College Algebra, Chapter 2, Review Exercises, Section Review Exercises, Problem 58

According to the study, the frequency $F$ of a vibrating string under constant tension $T$ is inversely proportional to the length $L$. If a string 12 inches long vibrates 440 times per second, to what length must it be shortened to vibrate 660 times per second?

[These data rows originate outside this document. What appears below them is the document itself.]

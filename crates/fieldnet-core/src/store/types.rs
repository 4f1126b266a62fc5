//! Records kept by the offline store.

use serde::{Deserialize, Serialize};
use std::collections::BTreeMap;

use crate::transport::Method;

/// Queue entry identifier: persistent queue position plus creation time in ms.
/// Sorts in creation order and never changes for the life of the operation.
pub type OperationId = String;

/// Replay format of queued operations. Bump when the row layout changes meaning.
pub const OPERATION_FORMAT_VERSION: i64 = 1;

/// Mutating request kinds that can be queued.
#[derive(Debug, Clone, Copy, PartialEq, Eq, Serialize, Deserialize)]
pub enum OperationKind {
    Post,
    Put,
    Delete,
}

impl OperationKind {
    pub fn as_str(self) -> &'static str {
        match self {
            OperationKind::Post => "POST",
            OperationKind::Put => "PUT",
            OperationKind::Delete => "DELETE",
        }
    }

    pub fn parse(s: &str) -> Option<Self> {
        match s {
            "POST" => Some(OperationKind::Post),
            "PUT" => Some(OperationKind::Put),
            "DELETE" => Some(OperationKind::Delete),
            _ => None,
        }
    }

    pub fn method(self) -> Method {
        match self {
            OperationKind::Post => Method::Post,
            OperationKind::Put => Method::Put,
            OperationKind::Delete => Method::Delete,
        }
    }
}

/// Cached read response.
#[derive(Debug, Clone, PartialEq, Eq)]
pub struct CacheEntry {
    pub key: String,
    pub payload: Vec<u8>,
    /// Unix milliseconds.
    pub stored_at: i64,
}

/// Write deferred until connectivity returns.
#[derive(Debug, Clone, PartialEq, Eq)]
pub struct PendingOperation {
    pub id: OperationId,
    pub kind: OperationKind,
    pub endpoint: String,
    pub body: Option<Vec<u8>>,
    pub headers: BTreeMap<String, String>,
    pub synced: bool,
    /// Unix milliseconds.
    pub created_at: i64,
    pub format_version: i64,
}

/// Snapshot for status displays.
#[derive(Debug, Clone, PartialEq, Eq, Serialize)]
pub struct CacheStatistics {
    pub cached_read_count: u64,
    pub pending_write_count: u64,
    /// Unix milliseconds of the last completed sync pass, if any.
    pub last_sync: Option<i64>,
    pub is_online: bool,
}

/// Rows removed by a purge.
#[derive(Debug, Clone, Copy, Default, PartialEq, Eq, Serialize)]
pub struct PurgeReport {
    pub cache_entries: u64,
    pub synced_operations: u64,
}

Since the tension on both strings are equal

$
\begin{equation}
\begin{aligned}
F_1 &= \frac{k}{L_1}\\
\\
k &= F_1 L_1 && \Longleftarrow \text{Equation 1}
\end{aligned}
\end{equation}
$


$
\begin{equation}
\begin{aligned}
F_2 &= \frac{k}{L_2}\\
\\
k &= F_2 L_2 && \Longleftarrow \text{Equation 2}
\end{aligned}
\end{equation}
$


Using equations 1 and 2

$
\begin{equation}
\begin{aligned}
F_1 L_1 &= F_2 L_2\\
\\
\left( 440 \frac{\text{times}}{\text{second}} \right) \left( 12 \text{ inches} \right) &= \left( 660 \frac{\text{times}}{\text{second}} \right) (L_2) && \text{Solve for } L_2\\
\\
L_2 &= \frac{\left( 440 \frac{\text{times}}{\text{second}} \right) }{ \left( 660 \frac{\text{times}}{\text{second}} \right)} \left( 12 \text{ inches} \right) && \text{Cancel out like terms}\\
\\
L_2 &= 8 \text{ inches}
\end{aligned}
\end{equation}
$


It shows that the length must be shortened for about 4 inches to increase the vibration.